> **Task brief**: Below are the records; count the lines in which "String" occurs and report only that number.

> **Dataset excerpts**:
■ ■ ■ ■
//! Common test utilities for E2E testing with mocks.
//!
//! This module provides a test fixture that creates an in-process server
//! with a mock hosting platform and a temp catalog document, enabling
//! end-to-end testing without network access.

#![allow(dead_code)]

use std::path::PathBuf;
use std::sync::Arc;

use axum::body::Body;
use axum::http::{Request, StatusCode};
use axum::Router;
use http_body_util::BodyExt;
use serde_json::Value;
use tempfile::TempDir;
use tower::ServiceExt;

use sopreg_core::{
    testing::MockHostingPlatform, Catalog, CatalogConfig, CatalogStore, ChangeRef, Config,
    JsonCatalogStore, RepoRef, Reconciler,
};
use sopreg_server::{api::create_router, state::AppState};

/// Re-export fixtures for test convenience
pub use sopreg_core::testing::fixtures;

/// Registry repository every test submission targets.
pub const REGISTRY: &str = "soplang/registry";

/// Test fixture for E2E testing with mock dependencies.
///
/// # Example
///
/// ```rust,ignore
/// #[tokio::test]
/// async fn test_submission() {
///     let fixture = TestFixture::new().await;
///     fixture.open_submission(1, REPO).await;
///
///     let response = fixture.post("/api/v1/submissions", json!({
///         "repository": REGISTRY,
///         "number": 1
///     })).await;
///
///     assert_eq!(response.status, 200);
/// }
/// ```
pub struct TestFixture {
    /// The Axum router for testing
    pub router: Router,
    /// Mock hosting platform - publish packages and open pull requests
    pub platform: Arc<MockHostingPlatform>,
    /// Catalog store backing the server
    pub store: Arc<JsonCatalogStore>,
    /// Temporary directory holding the catalog document
    pub temp_dir: TempDir,
}

/// Response from a test request
#[derive(Debug)]
pub struct TestResponse {
    pub status: StatusCode,
    pub body: Value,
    pub text: String,
}

impl TestFixture {
    /// Create a new test fixture with an empty catalog.
    pub async fn new() -> Self {
        Self::with_catalog(&Catalog::default()).await
    }

    /// Create a test fixture whose catalog starts as `catalog`.
    pub async fn with_catalog(catalog: &Catalog) -> Self {
        let temp_dir = TempDir::new().expect("Failed to create temp dir");
        let catalog_path: PathBuf = temp_dir.path().join("registry.json");

        let config = Config {
            catalog: CatalogConfig {
                path: catalog_path.clone(),
                ..CatalogConfig::default()
            },
            ..Config::default()
        };

        let store = Arc::new(JsonCatalogStore::new(catalog_path));
        store.save(catalog).expect("Failed to seed catalog");

        let platform = Arc::new(MockHostingPlatform::new());
        let reconciler = Arc::new(Reconciler::new(store.clone(), platform.clone(), &config));

        let state = Arc::new(AppState::new(config, reconciler));
        let router = create_router(state);

        Self {
            router,
            platform,
            store,
            temp_dir,
        }
    }

    /// Publish a complete package upstream.
    pub async fn publish(&self, repository: &str, name: &str, version: &str) {
        self.platform
            .publish_package(repository, &fixtures::manifest_toml(repository, name, version))
            .await;
    }

    /// Open pull request `number` appending `repository` to the current catalog.
    pub async fn open_submission(&self, number: u64, repository: &str) {
        let current = self.store.load().expect("Failed to load catalog");
        let (before, after) = fixtures::submission_documents(&current, repository);
        self.platform
            .set_change(&change(number), &["registry.json"], before, after)
            .await;
    }

    /// Send a GET request to the test server.
    pub async fn get(&self, path: &str) -> TestResponse {
        self.request("GET", path, None).await
    }

    /// Send a POST request with JSON body.
    pub async fn post(&self, path: &str, body: Value) -> TestResponse {
        self.request("POST", path, Some(body)).await
    }

    /// Send a POST request with no body.
    pub async fn post_empty(&self, path: &str) -> TestResponse {
        self.request("POST", path, None).await
    }

    /// Send a request to the test server.
    async fn request(&self, method: &str, path: &str, body: Option<Value>) -> TestResponse {
        let mut request_builder = Request::builder().method(method).uri(path);

        let body = if let Some(json_body) = body {
            request_builder = request_builder.header("Content-Type", "application/json");
            Body::from(serde_json::to_vec(&json_body).unwrap())
        } else {
            Body::empty()
        };

        let request = request_builder.body(body).unwrap();

        let response = self
            .router
            .clone()
            .oneshot(request)
            .await
            .expect("Failed to send request");

        let status = response.status();
        let body_bytes = response
            .into_body()
            .collect()
            .await
            .expect("Failed to collect body")
            .to_bytes();

        let text = String::from_utf8_lossy(&body_bytes).to_string();
        let body: Value = if body_bytes.is_empty() {
            Value::Null
        } else {
            serde_json::from_slice(&body_bytes).unwrap_or(Value::Null)
        };

        TestResponse { status, body, text }
    }
}

/// Pull request `number` against the test registry.
pub fn change(number: u64) -> ChangeRef {
    ChangeRef::new(RepoRef::parse_slug(REGISTRY).unwrap(), number)
}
■ ■ ■ ■
> **Answer space**: 2